09.08.2010
Tecnici,
licei e ... Gentile
(risposta a Stefano Stefanel)
di Pasquale D'Avolio
Lo stimolante intervento di Stefanel sui “tecnici e professionali” parte da un assunto che da sempre si può dire angustia coloro che si occupano della scuola italiana: “La mentalità “gentiliana” che voleva l’umanesimo come punto più alto della cultura nazionale. ha lasciato un solco profondo e indelebile nella scuola e nella società italiana e così i migliori alunni sono spinti da tutta la società verso i Licei”. E questo naturalmente è visto come un fatto negativo.

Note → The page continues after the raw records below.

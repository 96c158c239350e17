// src/config.rs
// =============================================================================
// Settings for one crawl run.
//
// The CLI (src/cli.rs) fills this struct in; tests build it directly with
// CrawlConfig::new(...) and tweak the fields they care about (usually the
// delay, so tests don't sleep).
// =============================================================================

use std::path::PathBuf;
use std::time::Duration;

/// User-Agent sent with every request
pub const DEFAULT_USER_AGENT: &str = "Mozilla/5.0 (Windows NT 10.0; Win64; x64) AppleWebKit/537.36";

/// Per-request timeout
pub const DEFAULT_TIMEOUT: Duration = Duration::from_secs(30);

/// Pause before descending into a new page
pub const DEFAULT_DELAY: Duration = Duration::from_millis(500);

pub const DEFAULT_MAX_DEPTH: usize = 3;

pub const DEFAULT_OUTPUT_DIR: &str = "downloaded_pdfs";

#[derive(Debug, Clone)]
pub struct CrawlConfig {
    /// Where the crawl starts. Its host defines the crawl scope.
    pub seed_url: String,
    /// Directory the PDFs are written to (created if missing)
    pub output_dir: PathBuf,
    /// Link hops allowed from the seed. 0 = only the seed page.
    pub max_depth: usize,
    /// Politeness delay before each new page request
    pub delay: Duration,
    pub timeout: Duration,
    pub user_agent: String,
}

impl CrawlConfig {
    pub fn new(seed_url: impl Into<String>, output_dir: impl Into<PathBuf>) -> Self {
        Self {
            seed_url: seed_url.into(),
            output_dir: output_dir.into(),
            max_depth: DEFAULT_MAX_DEPTH,
            delay: DEFAULT_DELAY,
            timeout: DEFAULT_TIMEOUT,
            user_agent: DEFAULT_USER_AGENT.to_string(),
        }
    }
}
// src/crawl/engine.rs
// =============================================================================
// This module implements the crawl itself: depth-first, one request at a
// time, starting from the seed URL.
//
// How it works:
// 1. Claim the page in the visited set, then fetch it
// 2. If the server says it's a PDF, save it and stop there
// 3. Otherwise extract its links and walk them in document order:
//    - links that look like PDFs are downloaded (from any host)
//    - same-host pages not seen yet are crawled one level deeper, after
//      a short politeness delay
// 4. A child page is explored completely before the parent's next link
//
// Instead of recursion we keep an explicit stack of "frames" (a page plus
// the links we haven't looked at yet). Walking the top frame and pushing a
// child gives exactly the order recursion would, without growing the call
// stack.
//
// Failure isolation:
// - A page or PDF that fails is logged, written into the report, and
//   the loop moves on to the next link
// - Nothing is retried: set membership is never rolled back
// =============================================================================

use std::collections::HashSet;
use tracing::{debug, info, warn};
use url::Url;

use super::pdf::looks_like_pdf;
use super::report::{CrawlFailure, CrawlReport, FailureKind, SavedFile};
use super::scope::{is_in_scope, network_location, resolve_link};
use crate::config::CrawlConfig;
use crate::error::{DownloadError, SetupError};
use crate::fetch::{extract_link_targets, Fetcher, Response};
use crate::storage::OutputDir;

/// A page waiting to be crawled
#[derive(Debug, Clone, PartialEq, Eq)]
pub struct CrawlTarget {
    pub url: Url,
    pub depth: usize, // Link hops from the seed
}

// Why a page was not fetched (logged only)
#[derive(Debug, Clone, Copy, PartialEq, Eq)]
enum SkipReason {
    TooDeep,
    AlreadyVisited,
    OutOfScope,
}

// Where a single page ended up
enum Visit {
    Skipped,
    Errored,
    Downloaded,
    Parsed(Frame),
}

// A parsed page and the links on it still to be walked
struct Frame {
    page: Url,
    depth: usize,
    links: std::vec::IntoIter<String>,
}

/// Owns all the state of one crawl run.
///
/// Nothing here is global: two crawlers never share their visited or
/// downloaded sets.
pub struct Crawler<F> {
    fetcher: F,
    output: OutputDir,
    config: CrawlConfig,
    seed: Url,
    /// Host (and port) of the seed; the crawl never leaves it for pages
    base_domain: String,
    visited: HashSet<String>,
    downloaded: HashSet<String>,
    report: CrawlReport,
}

impl<F: Fetcher> Crawler<F> {
    /// Checks the seed URL and sets up empty visited/downloaded sets.
    pub fn new(config: CrawlConfig, fetcher: F, output: OutputDir) -> Result<Self, SetupError> {
        let mut seed = Url::parse(&config.seed_url).map_err(|e| SetupError::InvalidSeed {
            url: config.seed_url.clone(),
            reason: e.to_string(),
        })?;
        seed.set_fragment(None);

        let base_domain = network_location(&seed);
        if base_domain.is_empty() {
            return Err(SetupError::InvalidSeed {
                url: config.seed_url.clone(),
                reason: "URL has no host".to_string(),
            });
        }

        Ok(Self {
            fetcher,
            output,
            config,
            seed,
            base_domain,
            visited: HashSet::new(),
            downloaded: HashSet::new(),
            report: CrawlReport::default(),
        })
    }

    /// Crawls from the seed until every reachable in-scope page within
    /// `max_depth` has been visited, then hands back the report.
    pub async fn run(mut self) -> CrawlReport {
        info!(
            seed = %self.seed,
            output_dir = %self.output.path().display(),
            max_depth = self.config.max_depth,
            "Starting PDF crawl"
        );

        let seed = CrawlTarget {
            url: self.seed.clone(),
            depth: 0,
        };
        self.crawl(seed).await;

        info!(
            pages = self.report.pages_visited,
            pdfs = self.report.pdfs_saved(),
            failures = self.report.failures.len(),
            "Crawl complete"
        );
        self.report
    }

    /// Crawls `start` and everything reachable from it.
    ///
    /// Calling this again for a URL that was already visited does nothing.
    pub async fn crawl(&mut self, start: CrawlTarget) {
        let mut stack: Vec<Frame> = Vec::new();
        if let Visit::Parsed(frame) = self.visit(start).await {
            stack.push(frame);
        }

        while let Some(frame) = stack.last_mut() {
            let Some(href) = frame.links.next() else {
                // Every link on this page is done, go back to its parent
                stack.pop();
                continue;
            };
            let depth = frame.depth;
            let Some(target) = resolve_link(&frame.page, &href) else {
                continue;
            };

            if looks_like_pdf(&href) {
                // PDFs are grabbed from any host
                self.download(&target).await;
                continue;
            }

            if !is_in_scope(&target, &self.base_domain) || self.is_visited(&target) {
                continue;
            }

            let child = CrawlTarget {
                url: target,
                depth: depth + 1,
            };
            // A child past max_depth is dropped without a request, so
            // there's nothing to be polite about
            if child.depth <= self.config.max_depth && !self.config.delay.is_zero() {
                tokio::time::sleep(self.config.delay).await;
            }
            if let Visit::Parsed(frame) = self.visit(child).await {
                stack.push(frame);
            }
        }
    }

    /// Downloads one PDF unless it was already downloaded (or attempted)
    /// during this run.
    pub async fn download(&mut self, url: &Url) {
        if !self.downloaded.insert(url.as_str().to_string()) {
            debug!(url = %url, "PDF already downloaded, skipping");
            return;
        }

        info!(url = %url, "Downloading");
        match self.fetch_and_save(url).await {
            Ok(saved) => self.record_saved(saved),
            Err(DownloadError::Fetch(e)) => {
                self.record_failure(url, FailureKind::Download, e.to_string())
            }
            Err(DownloadError::Write(e)) => {
                self.record_failure(url, FailureKind::Write, e.to_string())
            }
        }
    }

    pub fn is_visited(&self, url: &Url) -> bool {
        self.visited.contains(url.as_str())
    }

    pub fn is_downloaded(&self, url: &Url) -> bool {
        self.downloaded.contains(url.as_str())
    }

    pub fn report(&self) -> &CrawlReport {
        &self.report
    }

    // One page through the state machine: guards, claim, fetch, classify.
    async fn visit(&mut self, target: CrawlTarget) -> Visit {
        let CrawlTarget { url, depth } = target;

        // Cheapest check first
        let skip = if depth > self.config.max_depth {
            Some(SkipReason::TooDeep)
        } else if self.is_visited(&url) {
            Some(SkipReason::AlreadyVisited)
        } else if !is_in_scope(&url, &self.base_domain) {
            Some(SkipReason::OutOfScope)
        } else {
            None
        };
        if let Some(reason) = skip {
            debug!(url = %url, depth, ?reason, "Skipping page");
            return Visit::Skipped;
        }

        // Claimed before any network I/O
        self.visited.insert(url.as_str().to_string());
        self.report.pages_visited += 1;
        info!(url = %url, depth, "Crawling");

        let response = match self.fetcher.fetch(&url).await {
            Ok(response) => response,
            Err(e) => {
                self.record_failure(&url, FailureKind::Page, e.to_string());
                return Visit::Errored;
            }
        };

        if response.is_pdf() {
            // The page itself is a PDF: keep the body we already have
            // instead of requesting it a second time
            self.save_fetched_pdf(&url, &response).await;
            return Visit::Downloaded;
        }

        let links = extract_link_targets(&response.body);
        debug!(url = %url, links = links.len(), "Parsed page");
        self.report.pages_parsed += 1;

        Visit::Parsed(Frame {
            page: url,
            depth,
            links: links.into_iter(),
        })
    }

    async fn save_fetched_pdf(&mut self, url: &Url, response: &Response) {
        if !self.downloaded.insert(url.as_str().to_string()) {
            debug!(url = %url, "PDF already downloaded, skipping");
            return;
        }

        match self.output.save(url, &response.body).await {
            Ok(path) => self.record_saved(SavedFile {
                url: url.to_string(),
                path,
            }),
            Err(e) => self.record_failure(url, FailureKind::Write, e.to_string()),
        }
    }

    async fn fetch_and_save(&self, url: &Url) -> Result<SavedFile, DownloadError> {
        let response = self.fetcher.fetch(url).await?;
        if !response.is_pdf() {
            debug!(
                url = %url,
                content_type = response.content_type.as_deref().unwrap_or("none"),
                "Saving link that looked like a PDF"
            );
        }

        let path = self.output.save(url, &response.body).await?;
        Ok(SavedFile {
            url: url.to_string(),
            path,
        })
    }

    fn record_saved(&mut self, saved: SavedFile) {
        info!(url = %saved.url, path = %saved.path.display(), "Saved");
        self.report.saved.push(saved);
    }

    fn record_failure(&mut self, url: &Url, kind: FailureKind, reason: String) {
        warn!(url = %url, ?kind, %reason, "Failed");
        self.report.failures.push(CrawlFailure {
            url: url.to_string(),
            kind,
            reason,
        });
    }
}

// -----------------------------------------------------------------------------
// BEGINNER NOTES:
//
// 1. Why is Crawler generic over F?
//    - F is "any type that implements Fetcher"
//    - The CLI passes HttpFetcher, the tests pass an in-memory FakeWeb
//    - The compiler generates a version of Crawler for each, no runtime cost
//
// 2. What is let-else?
//    - let Some(href) = frame.links.next() else { ... };
//    - Binds href when the pattern matches, otherwise runs the else block
//    - The else block must leave the current flow (continue, return, ...)
//
// 3. Why does HashSet::insert come before the fetch?
//    - insert() returns false if the value was already there
//    - Marking a URL first means a second link to it, found while it is
//      still being processed, sees it as taken
// -----------------------------------------------------------------------------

Si dà il caso che la maggioranza dei critici, tra cui Stefanel, abbiano frequentato i Licei!
A questo punto direi che le questioni sono due: il perché i ragazzi migliori scelgono i Licei e se davvero nella nostra società l’umanesimo rappresenti davvero il punto più alto nella cultura italiana. Sul primo punto credo non esistano dubbi e le statistiche sulle iscrizioni alle superiori dimostrano inequivocabilmente tale assunto[i]; quanto al secondo punto, direi che il discorso andrebbe suddiviso per aree geografiche. Nel senso che al Sud ancora oggi la prevalenza della cultura umanistica (letteraria-filosofica) è fuori discussione, mentre al Nord possiamo affermare che ciò non sia del tutto vero, almeno dagli anni 50 in poi. La prova è anche data dal fatto che le “professioni liberali” che un tempo andavano per la maggiore, anche al Nord, sono in netto calo rispetto a professioni più legate al mondo economico-produttivo. Non inganni il numero di iscritti alle facoltà umanistiche, con un’alta percentuale femminile e con tassi di abbandono o di disoccupazioni elevatissimi!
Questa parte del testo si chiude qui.